Les tambours de la garde nationale commençaient à battre le rappel. Notre petite troupe faisait noyau : à la rue du Bac, j’avais cinquante hommes, deux tambours et un drapeau.

Je voulus entrer chez moi en passant, pour prendre de l’argent ; j’étais sorti, le matin, sans m’inquiéter de ce que j’avais dans mes poches, et je m’étais aperçu que je ne possédais qu’une quinzaine de francs ; mais le propriétaire était venu, et m’avait consigné au portier.
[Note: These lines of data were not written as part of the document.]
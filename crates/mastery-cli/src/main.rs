//! mastery CLI: sync, inspect, and report per-topic mastery scores.

use std::path::PathBuf;
use std::process;

use clap::{Parser, Subcommand};

mod commands;

#[derive(Parser)]
#[command(
    name = "mastery",
    version,
    about = "Per-topic mastery scores from competitive-programming history"
)]
struct Cli {
    #[command(subcommand)]
    command: Commands,
}

#[derive(Subcommand)]
enum Commands {
    /// Fetch a learner's history, score it, and store the result
    Sync {
        /// Judge handle (repeat to sync several learners)
        #[arg(long = "handle", required = true)]
        handles: Vec<String>,

        /// Config file path
        #[arg(long)]
        config: Option<PathBuf>,

        /// Score and print without storing anything
        #[arg(long)]
        dry_run: bool,
    },

    /// Print stored mastery for a learner
    Show {
        /// Judge handle
        #[arg(long)]
        handle: String,

        /// Only this topic
        #[arg(long)]
        topic: Option<String>,

        /// Print the stored record as JSON
        #[arg(long)]
        json: bool,

        /// Config file path
        #[arg(long)]
        config: Option<PathBuf>,
    },

    /// Validate a curriculum and print its topics
    Graph {
        /// Curriculum TOML file (built-in roadmap if omitted)
        #[arg(long)]
        curriculum: Option<PathBuf>,

        /// Print this topic's prerequisites and their distances
        #[arg(long)]
        topic: Option<String>,
    },

    /// Render a learner's stored mastery to a file
    Report {
        /// Judge handle
        #[arg(long)]
        handle: String,

        /// Output file
        #[arg(long)]
        output: PathBuf,

        /// Output format: html, markdown
        #[arg(long, default_value = "html")]
        format: String,

        /// Config file path
        #[arg(long)]
        config: Option<PathBuf>,
    },

    /// Create starter config and curriculum files
    Init,
}

#[tokio::main]
async fn main() {
    tracing_subscriber::fmt()
        .with_env_filter(
            tracing_subscriber::EnvFilter::from_default_env()
                .add_directive("mastery=info".parse().unwrap()),
        )
        .with_writer(std::io::stderr)
        .init();

    let cli = Cli::parse();

    let result = match cli.command {
        Commands::Sync {
            handles,
            config,
            dry_run,
        } => commands::sync::execute(handles, config, dry_run).await,
        Commands::Show {
            handle,
            topic,
            json,
            config,
        } => commands::show::execute(handle, topic, json, config).await,
        Commands::Graph { curriculum, topic } => commands::graph::execute(curriculum, topic).await,
        Commands::Report {
            handle,
            output,
            format,
            config,
        } => commands::report::execute(handle, output, format, config).await,
        Commands::Init => commands::init::execute(),
    };

    if let Err(e) = result {
        eprintln!("Error: {e:#}");
        process::exit(1);
    }
}
//! Configuration loading and provider factory.

use std::collections::BTreeMap;
use std::path::{Path, PathBuf};

use anyhow::{Context, Result};
use serde::{Deserialize, Serialize};

use mastery_core::classify::{CompositeRule, TagMap};
use mastery_core::engine::DEFAULT_BUCKET_WIDTH_DAYS;
use mastery_core::sync::SyncConfig;
use mastery_core::traits::{GraphProvider, HistoryProvider};

use crate::codeforces::{CodeforcesProvider, DEFAULT_BASE_URL, DEFAULT_TIMEOUT_SECS};
use crate::graph::{BuiltinGraphProvider, FileGraphProvider};

/// Where submission history comes from.
#[derive(Debug, Clone, PartialEq, Serialize, Deserialize)]
#[serde(tag = "type", rename_all = "lowercase")]
pub enum HistoryConfig {
    Codeforces {
        #[serde(default = "default_codeforces_url")]
        base_url: String,
        #[serde(default = "default_timeout_secs")]
        timeout_secs: u64,
    },
}

impl Default for HistoryConfig {
    fn default() -> Self {
        HistoryConfig::Codeforces {
            base_url: default_codeforces_url(),
            timeout_secs: default_timeout_secs(),
        }
    }
}

fn default_codeforces_url() -> String {
    DEFAULT_BASE_URL.to_string()
}
fn default_timeout_secs() -> u64 {
    DEFAULT_TIMEOUT_SECS
}

/// Top-level mastery configuration.
#[derive(Debug, Clone, PartialEq, Serialize, Deserialize)]
pub struct MasteryConfig {
    /// Width of a scoring bucket in days.
    #[serde(default = "default_bucket_width")]
    pub bucket_width_days: u32,
    /// Max concurrent syncs when several handles are given.
    #[serde(default = "default_parallelism")]
    pub parallelism: usize,
    /// Directory the JSON store writes learner records to.
    #[serde(default = "default_store_dir")]
    pub store_dir: PathBuf,
    /// Curriculum TOML file. The built-in roadmap is used when absent.
    #[serde(default)]
    pub curriculum: Option<PathBuf>,
    #[serde(default)]
    pub history: HistoryConfig,
    /// Extra or replacement judge tag → topic mappings.
    #[serde(default)]
    pub tags: BTreeMap<String, String>,
    /// Extra composite-topic rules.
    #[serde(default)]
    pub composites: Vec<CompositeRule>,
}

fn default_bucket_width() -> u32 {
    DEFAULT_BUCKET_WIDTH_DAYS
}
fn default_parallelism() -> usize {
    4
}
fn default_store_dir() -> PathBuf {
    PathBuf::from("./mastery-data")
}

impl Default for MasteryConfig {
    fn default() -> Self {
        Self {
            bucket_width_days: default_bucket_width(),
            parallelism: default_parallelism(),
            store_dir: default_store_dir(),
            curriculum: None,
            history: HistoryConfig::default(),
            tags: BTreeMap::new(),
            composites: Vec::new(),
        }
    }
}

impl MasteryConfig {
    /// The default tag table with this config's overrides and composites applied.
    pub fn tag_map(&self) -> TagMap {
        self.composites.iter().cloned().fold(
            TagMap::default().with_overrides(self.tags.clone()),
            TagMap::with_composite,
        )
    }

    pub fn sync_config(&self) -> SyncConfig {
        SyncConfig {
            bucket_width_days: self.bucket_width_days,
            parallelism: self.parallelism,
        }
    }
}

/// Resolve environment variable references like `${VAR_NAME}` in a string.
pub fn resolve_env_vars(s: &str) -> String {
    let mut result = s.to_string();
    while let Some(start) = result.find("${") {
        if let Some(end) = result[start..].find('}') {
            let var_name = &result[start + 2..start + end];
            let value = std::env::var(var_name).unwrap_or_default();
            result = format!(
                "{}{}{}",
                &result[..start],
                value,
                &result[start + end + 1..]
            );
        } else {
            break;
        }
    }
    result
}

fn resolve_path(path: &Path) -> PathBuf {
    PathBuf::from(resolve_env_vars(&path.to_string_lossy()))
}

/// Load configuration from well-known paths.
///
/// Search order:
/// 1. `mastery.toml` in the current directory
/// 2. `~/.config/mastery/config.toml`
///
/// Environment variable overrides: `MASTERY_CODEFORCES_URL`, `MASTERY_STORE_DIR`.
pub fn load_config() -> Result<MasteryConfig> {
    load_config_from(None)
}

/// Load config from an explicit path, or search the default locations.
///
/// Relative `store_dir` and `curriculum` paths are taken relative to the
/// directory of the config file they came from.
pub fn load_config_from(path: Option<&Path>) -> Result<MasteryConfig> {
    let config_path = if let Some(p) = path {
        if p.exists() {
            Some(p.to_path_buf())
        } else {
            anyhow::bail!("config file not found: {}", p.display());
        }
    } else {
        let local = PathBuf::from("mastery.toml");
        if local.exists() {
            Some(local)
        } else if let Some(home) = dirs_path() {
            let global = home.join("config.toml");
            if global.exists() {
                Some(global)
            } else {
                None
            }
        } else {
            None
        }
    };

    let mut config = match &config_path {
        Some(path) => {
            let content = std::fs::read_to_string(path)
                .with_context(|| format!("failed to read config: {}", path.display()))?;
            let mut config = toml::from_str::<MasteryConfig>(&content)
                .with_context(|| format!("failed to parse config: {}", path.display()))?;
            if let Some(dir) = path.parent() {
                anchor_paths(&mut config, dir);
            }
            config
        }
        None => MasteryConfig::default(),
    };

    apply_env_overrides(&mut config, |key| std::env::var(key).ok());

    config.store_dir = resolve_path(&config.store_dir);
    config.curriculum = config.curriculum.as_deref().map(resolve_path);
    let HistoryConfig::Codeforces { base_url, .. } = &mut config.history;
    *base_url = resolve_env_vars(base_url);

    tracing::debug!(
        source = ?config_path,
        store_dir = %config.store_dir.display(),
        "loaded configuration"
    );
    Ok(config)
}

fn anchor_paths(config: &mut MasteryConfig, dir: &Path) {
    if config.store_dir.is_relative() {
        config.store_dir = dir.join(&config.store_dir);
    }
    if let Some(curriculum) = &config.curriculum {
        if curriculum.is_relative() {
            config.curriculum = Some(dir.join(curriculum));
        }
    }
}

fn apply_env_overrides(config: &mut MasteryConfig, lookup: impl Fn(&str) -> Option<String>) {
    if let Some(url) = lookup("MASTERY_CODEFORCES_URL") {
        let HistoryConfig::Codeforces { base_url, .. } = &mut config.history;
        *base_url = url;
    }
    if let Some(dir) = lookup("MASTERY_STORE_DIR") {
        config.store_dir = PathBuf::from(dir);
    }
}

fn dirs_path() -> Option<PathBuf> {
    std::env::var("HOME")
        .ok()
        .map(|h| PathBuf::from(h).join(".config").join("mastery"))
}

/// Create a history provider from its configuration.
pub fn create_history_provider(config: &HistoryConfig) -> Result<Box<dyn HistoryProvider>> {
    match config {
        HistoryConfig::Codeforces {
            base_url,
            timeout_secs,
        } => Ok(Box::new(CodeforcesProvider::new(
            Some(base_url.clone()),
            *timeout_secs,
        )?)),
    }
}

/// The configured curriculum file, or the built-in roadmap.
pub fn create_graph_provider(config: &MasteryConfig) -> Box<dyn GraphProvider> {
    match &config.curriculum {
        Some(path) => Box::new(FileGraphProvider::new(path)),
        None => Box::new(BuiltinGraphProvider),
    }
}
Ma conduite du matin avait fait scandale ; j’avais, moi vingtième, désarmé trois gardes royaux ; j’avais, moi dixième, fait trois barricades ; enfin, comme on me trouvait sans doute assez riche pour me prêter quelque chose, on me mettait sur le dos le gendarme d’Arago et de Gauja.

Ma troupe me faisait la même offre que Charras avait faite, la veille, à ses compagnons : elle m’offrait d’enfoncer la porte ; mais je tenais à mon logement, je m’y trouvais bien, je n’avais pas la moindre envie que mon propriétaire me donnât congé ; je contins l’enthousiasme de mes hommes.

Nous nous remîmes en route, suivant la rue de l’Université. À ce moment, j’avais à peu près une trentaine d’hommes armés de fusils ; à la hauteur de la rue Jacob, j’eus l’idée de leur demander s’ils avaient des munitions. Ils n’avaient pas dix cartouches entre eux tous ; ce qui ne les empêchait pas de marcher au feu avec cette naïve et sublime confiance qui caractérise le peuple de Paris dans les jours d’insurrection.

Nous entrâmes chez un armurier dont les armes avaient été prises, pour lui demander s’il pouvait nous dire où nous trouverions des cartouches. Il nous dit qu’à la petite porte de l’institut, rue Mazarine, nous trouverions un monsieur qui distribuait de la poudre. — Quoiqu’il fût assez peu probable qu’il y eût, à la petite porte de l’institut, un monsieur qui distribuât de la poudre, nous nous rendîmes à l’endroit indiqué.

Le renseignement était parfaitement exact : nous trouvâmes, à la petite porte de l’institut, un monsieur qui distribuait de la poudre.